The rise of Artificial intelligence it is far from over. Now, large companies not only need to use it, but also someone who “understands” them. This is how a new job is born. that of the expert in talking to the machine.
The Spanish newspaper El País talked with Pau Marti Felipaudiovisual communicator, who has become over time a prompt engineer (request engineer).
“It’s a creative and technological mix of instructing the AI to give you an answer,” says Felip in his conversation with Jordi Pérez Colomé for El País.
In a strict sense, the role of prompt engineer takes the user write the details about what you need from Artificial Intelligence.
This work will probably only last until more people have adapted to AI, but for now the experts they continue to be sought after by large companies in Europe and the United States.

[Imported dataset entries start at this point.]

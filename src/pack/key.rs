//! Encryption key sourcing.
//!
//! The caller selects where key material comes from; nothing is
//! auto-detected. File keys are read as raw bytes with trailing whitespace
//! trimmed, so a key file ending in a newline works.

use std::io::{BufRead, Write};
use std::path::PathBuf;

use tracing::debug;

use crate::error::{Error, Result};
use crate::model::{EncryptionPolicy, KeySourceKind};
use crate::pack::crypto::{AesGcmEncryption, DisabledEncryption, EncryptionProvider};

/// Where archive key material comes from.
#[derive(Debug, Clone, PartialEq, Eq)]
pub enum KeySource {
    /// An environment variable holding the key material.
    Env(String),
    /// A file holding the key material.
    File(PathBuf),
    /// An interactive prompt on stderr/stdin.
    Prompt,
}

impl KeySource {
    /// Build a source from a dataset's encryption policy.
    ///
    /// # Errors
    ///
    /// Returns [`Error::Config`] for a file source without a path, which
    /// manifest validation also rejects.
    pub fn from_policy(policy: &EncryptionPolicy) -> Result<Self> {
        match policy.key_source {
            KeySourceKind::Env => Ok(Self::Env(policy.key_env_var.clone())),
            KeySourceKind::File => policy
                .key_file_path
                .as_ref()
                .map(|p| Self::File(PathBuf::from(p)))
                .ok_or_else(|| {
                    Error::Config(
                        "encryption key_source is 'file' but key_file_path is not set"
                            .to_string(),
                    )
                }),
            KeySourceKind::Prompt => Ok(Self::Prompt),
        }
    }

    /// Fetch the key material.
    ///
    /// # Errors
    ///
    /// Returns [`Error::EncryptionKeyMissing`] when the variable is unset,
    /// the file is empty, or the prompt yields nothing, and an I/O error if
    /// the file or terminal cannot be read.
    pub fn resolve(&self) -> Result<Vec<u8>> {
        let material = match self {
            Self::Env(var) => std::env::var(var)
                .map_err(|_| Error::EncryptionKeyMissing(var.clone()))?
                .into_bytes(),
            Self::File(path) => {
                debug!(path = %path.display(), "Reading encryption key file");
                let mut bytes = std::fs::read(path)?;
                while bytes.last().is_some_and(u8::is_ascii_whitespace) {
                    bytes.pop();
                }
                bytes
            }
            Self::Prompt => prompt_for_key()?,
        };
        if material.is_empty() {
            return Err(Error::EncryptionKeyMissing(self.describe()));
        }
        Ok(material)
    }

    fn describe(&self) -> String {
        match self {
            Self::Env(var) => format!("environment variable {var}"),
            Self::File(path) => format!("key file {}", path.display()),
            Self::Prompt => "interactive prompt".to_string(),
        }
    }
}

/// Build the encryption provider a policy calls for.
///
/// Disabled policy → [`DisabledEncryption`]; enabled → key material is
/// resolved eagerly so a missing key fails here, before any archive I/O.
///
/// # Errors
///
/// Returns an error if the key cannot be resolved.
pub fn provider_for(policy: &EncryptionPolicy) -> Result<Box<dyn EncryptionProvider>> {
    if !policy.enabled {
        return Ok(Box::new(DisabledEncryption));
    }
    let material = KeySource::from_policy(policy)?.resolve()?;
    Ok(Box::new(AesGcmEncryption::new(&material)))
}

fn prompt_for_key() -> Result<Vec<u8>> {
    let mut stderr = std::io::stderr();
    write!(stderr, "Encryption key: ")?;
    stderr.flush()?;
    let mut line = String::new();
    std::io::stdin().lock().read_line(&mut line)?;
    Ok(line.trim_end_matches(['\r', '\n']).as_bytes().to_vec())
}

#[cfg(test)]
mod tests {
    use super::*;
    use tempfile::TempDir;

    #[test]
    fn test_env_source_resolves() {
        std::env::set_var("SNAPMIRROR_TEST_KEY", "hunter2");
        let material = KeySource::Env("SNAPMIRROR_TEST_KEY".to_string())
            .resolve()
            .unwrap();
        assert_eq!(material, b"hunter2");
        std::env::remove_var("SNAPMIRROR_TEST_KEY");
    }

    #[test]
    fn test_env_source_missing_fails() {
        let result = KeySource::Env("SNAPMIRROR_TEST_KEY_UNSET".to_string()).resolve();
        assert!(matches!(result, Err(Error::EncryptionKeyMissing(_))));
    }

    #[test]
    fn test_file_source_trims_trailing_newline() {
        let temp = TempDir::new().unwrap();
        let path = temp.path().join("key");
        std::fs::write(&path, "file-key-material\n").unwrap();
        let material = KeySource::File(path).resolve().unwrap();
        assert_eq!(material, b"file-key-material");
    }

    #[test]
    fn test_empty_file_is_missing_key() {
        let temp = TempDir::new().unwrap();
        let path = temp.path().join("key");
        std::fs::write(&path, "\n").unwrap();
        assert!(matches!(
            KeySource::File(path).resolve(),
            Err(Error::EncryptionKeyMissing(_))
        ));
    }

    #[test]
    fn test_from_policy() {
        let mut policy = EncryptionPolicy::default();
        assert_eq!(
            KeySource::from_policy(&policy).unwrap(),
            KeySource::Env("SNAPSHOT_ENCRYPTION_KEY".to_string())
        );

        policy.key_source = KeySourceKind::File;
        assert!(matches!(
            KeySource::from_policy(&policy),
            Err(Error::Config(_))
        ));
        policy.key_file_path = Some("/tmp/key".to_string());
        assert_eq!(
            KeySource::from_policy(&policy).unwrap(),
            KeySource::File(PathBuf::from("/tmp/key"))
        );
    }

    #[test]
    fn test_provider_for_disabled_policy() {
        let policy = EncryptionPolicy::default();
        let provider = provider_for(&policy).unwrap();
        assert!(!provider.is_enabled());
    }

    #[test]
    fn test_provider_for_enabled_policy_without_key_fails_early() {
        let mut policy = EncryptionPolicy::default();
        policy.enabled = true;
        policy.key_env_var = "SNAPMIRROR_TEST_NO_SUCH_KEY".to_string();
        assert!(matches!(
            provider_for(&policy),
            Err(Error::EncryptionKeyMissing(_))
        ));
    }
}
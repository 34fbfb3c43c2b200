//! In-memory mirror for tests and embedders.
//!
//! Implements the same semantics as the SQLite adapter over a plain `Vec`,
//! keeping the [`SqlMirror`] seam honest without a database file.

use std::collections::HashSet;

use crate::error::{Error, Result};
use crate::mirror::{ScopeFilter, SqlMirror, UpsertOutcome};
use crate::model::ExchangeRecord;

/// Vec-backed mirror with the trait's atomic-per-call semantics.
#[derive(Debug, Default)]
pub struct MemoryMirror {
    records: Vec<ExchangeRecord>,
}

impl MemoryMirror {
    /// Create an empty mirror.
    #[must_use]
    pub fn new() -> Self {
        Self::default()
    }

    fn matches_scope(record: &ExchangeRecord, filter: &ScopeFilter) -> bool {
        filter
            .source_system
            .as_deref()
            .map_or(true, |s| record.source_system == s)
            && filter
                .entity_type
                .as_deref()
                .map_or(true, |e| record.entity_type == e)
    }
}

impl SqlMirror for MemoryMirror {
    fn insert(&mut self, record: &ExchangeRecord) -> Result<()> {
        if self
            .records
            .iter()
            .any(|r| r.content_sha256 == record.content_sha256)
        {
            return Err(Error::DuplicateHash {
                hash: record.content_sha256.clone(),
            });
        }
        self.records.push(record.clone());
        Ok(())
    }

    fn upsert(&mut self, record: &ExchangeRecord) -> Result<UpsertOutcome> {
        if self
            .records
            .iter()
            .any(|r| r.content_sha256 == record.content_sha256)
        {
            return Ok(UpsertOutcome::Skipped);
        }

        if let Some(natural_key) = record.natural_key.as_deref() {
            // Update the newest row sharing the natural key, if any.
            let candidate = self
                .records
                .iter_mut()
                .filter(|r| {
                    r.source_system == record.source_system
                        && r.entity_type == record.entity_type
                        && r.natural_key.as_deref() == Some(natural_key)
                })
                .max_by_key(|r| r.observed_at_utc);
            if let Some(existing) = candidate {
                *existing = record.clone();
                return Ok(UpsertOutcome::Updated);
            }
        }

        self.records.push(record.clone());
        Ok(UpsertOutcome::Inserted)
    }

    fn all_hashes(&self, filter: &ScopeFilter) -> Result<HashSet<String>> {
        Ok(self
            .records
            .iter()
            .filter(|r| Self::matches_scope(r, filter))
            .map(|r| r.content_sha256.clone())
            .collect())
    }

    fn records_by_natural_key(
        &self,
        source_system: &str,
        entity_type: &str,
        natural_key: &str,
    ) -> Result<Vec<ExchangeRecord>> {
        let mut records: Vec<ExchangeRecord> = self
            .records
            .iter()
            .filter(|r| {
                r.source_system == source_system
                    && r.entity_type == entity_type
                    && r.natural_key.as_deref() == Some(natural_key)
            })
            .cloned()
            .collect();
        records.sort_by(|a, b| b.observed_at_utc.cmp(&a.observed_at_utc));
        Ok(records)
    }

    fn records_by_scope(&self, filter: &ScopeFilter) -> Result<Vec<ExchangeRecord>> {
        let mut records: Vec<ExchangeRecord> = self
            .records
            .iter()
            .filter(|r| Self::matches_scope(r, filter))
            .cloned()
            .collect();
        records.sort_by(|a, b| b.observed_at_utc.cmp(&a.observed_at_utc));
        Ok(records)
    }

    fn count(&self, filter: &ScopeFilter) -> Result<usize> {
        Ok(self
            .records
            .iter()
            .filter(|r| Self::matches_scope(r, filter))
            .count())
    }
}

The creative process of the Artificial Intelligence prompt engineer
According to the portal The side of evil he prompt engineer “does not (work in) a static process, but rather an iterative process that continually adjusts and improves as more data is collected and evaluated and patterns and problems in the performance of the model are identified.
We have the example of Midjourney, the AI that generates images. To produce the results, you need a textual description, which can even include specific commands. All of that is provided by the request engineer.
As the Spanish newspaper indicates, the request can go from a simple phrase such as “prepare some 10-minute stretches for people over 70 years of age” up to an eight-line instruction with details about colors, backgrounds, or image techniques.
An Artificial Intelligence in general work with video, images or texts, just to start. Knowing how to get the best out of it is the role of this expert in talking to the machine.
Pau Martí Felip works with the company Raona, looking for many more experts like him. And even if they run into a lack of experience in Artificial Intelligence, the important thing is creativity.
“We are full of programmers”, indicates the interviewee, “But we see that we need more creative people.”